Parallel dazu trieb der damalige Bundesfinanzminister und spätere SPD-Kanzlerkandidat Peer Steinbrück die steuerliche Entlastung von Kapitaleigentümern und Spitzenverdienern nach dem Matthäus-Prinzip voran: Wer hat, dem wird gegeben, und wer nicht viel hat, dem wird auch das noch genommen. Durch die Senkung des Körperschaftsteuersatzes auf 15 Prozent ab 1. Januar 2008 wurden große Unternehmen weitgehend aus ihrer Verantwortung für die Finanzierung des Gemeinwesens entlassen. Dass dieser Satz am Ende der »Ära Kohl« noch 53 Prozent betragen hatte, ist ein Beleg dafür, wie sehr die Kapitalgesellschaften trotz steigender Gewinne entlastet wurden.
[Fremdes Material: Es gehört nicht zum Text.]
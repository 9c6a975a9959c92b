//! CLI argument parsing for cohort-node.

use std::path::PathBuf;

use clap::Parser;
use cohort::NodeConfig;
use cohort::config::ConnectionSection;
use cohort::config::FederationSection;
use cohort::config::RegistrySection;

#[derive(Parser, Debug)]
#[command(name = "cohort-node", version, about = "Run one member of a metadata repository cohort")]
pub struct Args {
    /// Path to TOML configuration file.
    #[arg(long)]
    pub config: Option<PathBuf>,

    /// Server name announced to the cohort.
    #[arg(long)]
    pub server_name: Option<String>,

    /// Metadata collection id of the local repository.
    /// Generated and persisted in the data directory when not given.
    #[arg(long)]
    pub metadata_collection_id: Option<String>,

    /// Directory for durable node state (identity, membership, audit log).
    #[arg(long)]
    pub data_dir: Option<PathBuf>,

    /// Endpoint peers use to reach the local repository.
    #[arg(long)]
    pub endpoint: Option<String>,

    /// Interval between registry refreshes in milliseconds.
    #[arg(long)]
    pub refresh_interval_ms: Option<u64>,

    /// Consecutive missed refreshes before a member is retired.
    #[arg(long)]
    pub missed_refreshes_before_retire: Option<u32>,

    /// Seconds reference copies of a retired member are kept.
    #[arg(long)]
    pub retention_after_retire_secs: Option<u64>,

    /// Bound on one federated call in milliseconds.
    #[arg(long)]
    pub member_timeout_ms: Option<u64>,

    /// Largest page a federated query may request.
    #[arg(long)]
    pub max_page_size: Option<usize>,

    /// Worker tasks per event category.
    #[arg(long)]
    pub workers_per_category: Option<usize>,

    /// Archive to load at start-up. May be repeated.
    #[arg(long = "archive")]
    pub archives: Vec<PathBuf>,

    /// Audit log file. Defaults to "{data_dir}/audit.jsonl".
    #[arg(long)]
    pub audit_log_file: Option<PathBuf>,
}

impl Args {
    /// Configuration layer holding only the flags that were given.
    pub fn overrides(&self) -> NodeConfig {
        let defaults = NodeConfig::default();
        NodeConfig {
            server_name: self.server_name.clone().unwrap_or(defaults.server_name),
            metadata_collection_id: self.metadata_collection_id.clone().map(Into::into),
            data_dir: self.data_dir.clone(),
            connection: ConnectionSection {
                endpoint: self.endpoint.clone().unwrap_or(defaults.connection.endpoint),
                ..defaults.connection
            },
            registry: RegistrySection {
                refresh_interval_ms: self.refresh_interval_ms.unwrap_or(defaults.registry.refresh_interval_ms),
                missed_refreshes_before_retire: self
                    .missed_refreshes_before_retire
                    .unwrap_or(defaults.registry.missed_refreshes_before_retire),
                retention_after_retire_secs: self
                    .retention_after_retire_secs
                    .unwrap_or(defaults.registry.retention_after_retire_secs),
                ..defaults.registry
            },
            federation: FederationSection {
                member_timeout_ms: self.member_timeout_ms.unwrap_or(defaults.federation.member_timeout_ms),
                max_page_size: self.max_page_size.unwrap_or(defaults.federation.max_page_size),
            },
            workers_per_category: self.workers_per_category.unwrap_or(defaults.workers_per_category),
            archives: self.archives.clone(),
            audit_log_file: self.audit_log_file.clone(),
        }
    }
}

#[cfg(test)]
mod tests {
    use super::*;

    #[test]
    fn test_unset_flags_leave_defaults() {
        let args = Args::parse_from(["cohort-node"]);
        assert_eq!(args.overrides(), NodeConfig::default());
    }

    #[test]
    fn test_flags_become_overrides() {
        let args = Args::parse_from([
            "cohort-node",
            "--server-name",
            "catalog",
            "--member-timeout-ms",
            "750",
            "--archive",
            "core.json",
            "--archive",
            "extra.json",
        ]);
        let config = args.overrides();
        assert_eq!(config.server_name, "catalog");
        assert_eq!(config.federation.member_timeout_ms, 750);
        assert_eq!(config.archives, vec![PathBuf::from("core.json"), PathBuf::from("extra.json")]);
    }
}
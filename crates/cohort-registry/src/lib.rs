//! Cohort membership registry.
//!
//! Tracks the local registration and every remote member discovered through
//! registry events. Members move through
//! `Announced → Active → Stale → Retired`; only active and stale members
//! receive federated queries. Conflicting registrations are rejected and
//! audit-logged, never silently replaced.

pub mod audit_codes;
pub mod config;
pub mod handler;
pub mod refresh;
pub mod registry;
pub mod store;

pub use config::RegistryConfig;
pub use handler::RegistryEventHandler;
pub use refresh::spawn_refresh_loop;
pub use registry::CohortRegistry;
pub use registry::LocalMember;
pub use store::FileRegistryStore;
pub use store::InMemoryRegistryStore;
pub use store::RegistryStore;
pub use store::RegistryStoreError;
//! Instance replication between cohort members.
//!
//! The home repository of an instance is the only member allowed to change
//! it. Other members keep reference copies current by applying the home's
//! instance events, newest version wins:
//!
//! ```text
//!   home                         member
//!   InstancePublisher ──event──► InstanceReplicationProcessor ──► local store
//!                     ◄─refresh request──
//! ```

pub mod audit_codes;
pub mod handler;
pub mod processor;
pub mod publisher;
mod replica;
mod tombstones;

pub use handler::InstanceEventHandler;
pub use processor::InstanceReplicationProcessor;
pub use processor::ReplicationOutcome;
pub use processor::ReplicationStats;
pub use publisher::InstancePublisher;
War die schwarz-rote Koalition schon mit ihrem Paket zur Rettung maroder Banken gegenüber Kapitaleignern, Brokern und Börsianern ausgesprochen großzügig, so ergoss sich über die reichsten Familien unseres Landes ein weiterer Geldsegen. Seit dem 1. Januar 2009 werden Einkommen aus Vermögen und Kapitalerträge (Zinsen, Dividenden und Veräußerungsgewinne) gegenüber anderen Einkunftsarten privilegiert, d.h. Rentiers niedriger als Arbeitnehmer besteuert. An die Stelle der Zinsabschlag- trat eine pauschale Abgeltungssteuer auf Kapitalerträge in Höhe von 25 Prozent, die vornehmlich denjenigen zu Gute kommt, die den Spitzensteuersatz bei der Einkommensteuer zahlen müssen, während Kleinanleger dadurch sogar stärker belastet werden können. Steinbrücks flotter Spruch dazu: »25 Prozent von X sind mir lieber als 42 Prozent von nix.« Dabei zahlt der nach Luxemburg, Liechtenstein oder in die Schweiz ausgewichene Steuerhinterzieher nach wie vor nix, aber wer damals 42 Prozent von X bezahlte, entrichtet heute bloß noch 25 Prozent von X.

Noch kurz vor dem Jahreswechsel 2008/09 verabschiedeten CDU, CSU und SPD eine Erbschaftsteuerreform, die besonders Wohlhabende, Reiche und Superreiche begünstigte. Witwen und Waisen von Familienunternehmern wurde die betriebliche Erbschaftsteuer unter bestimmten Voraussetzungen erlassen, wenn sie das Unternehmen fortführten. Während die Große Koalition deutschen Unternehmerdynastien wie Burda, Oetker oder Quandt/Klatten (BMW) Steuergeschenke in Milliardenhöhe machte, bat sie Geringverdiener samt ihrem Nachwuchs stärker als vorher zur Kasse: Die Anhebung der Mehrwert- und Versicherungssteuer zum 1. Januar 2007 trifft bis heute besonders jene Familien hart, die praktisch ihr gesamtes Einkommen in den Konsum stecken (müssen).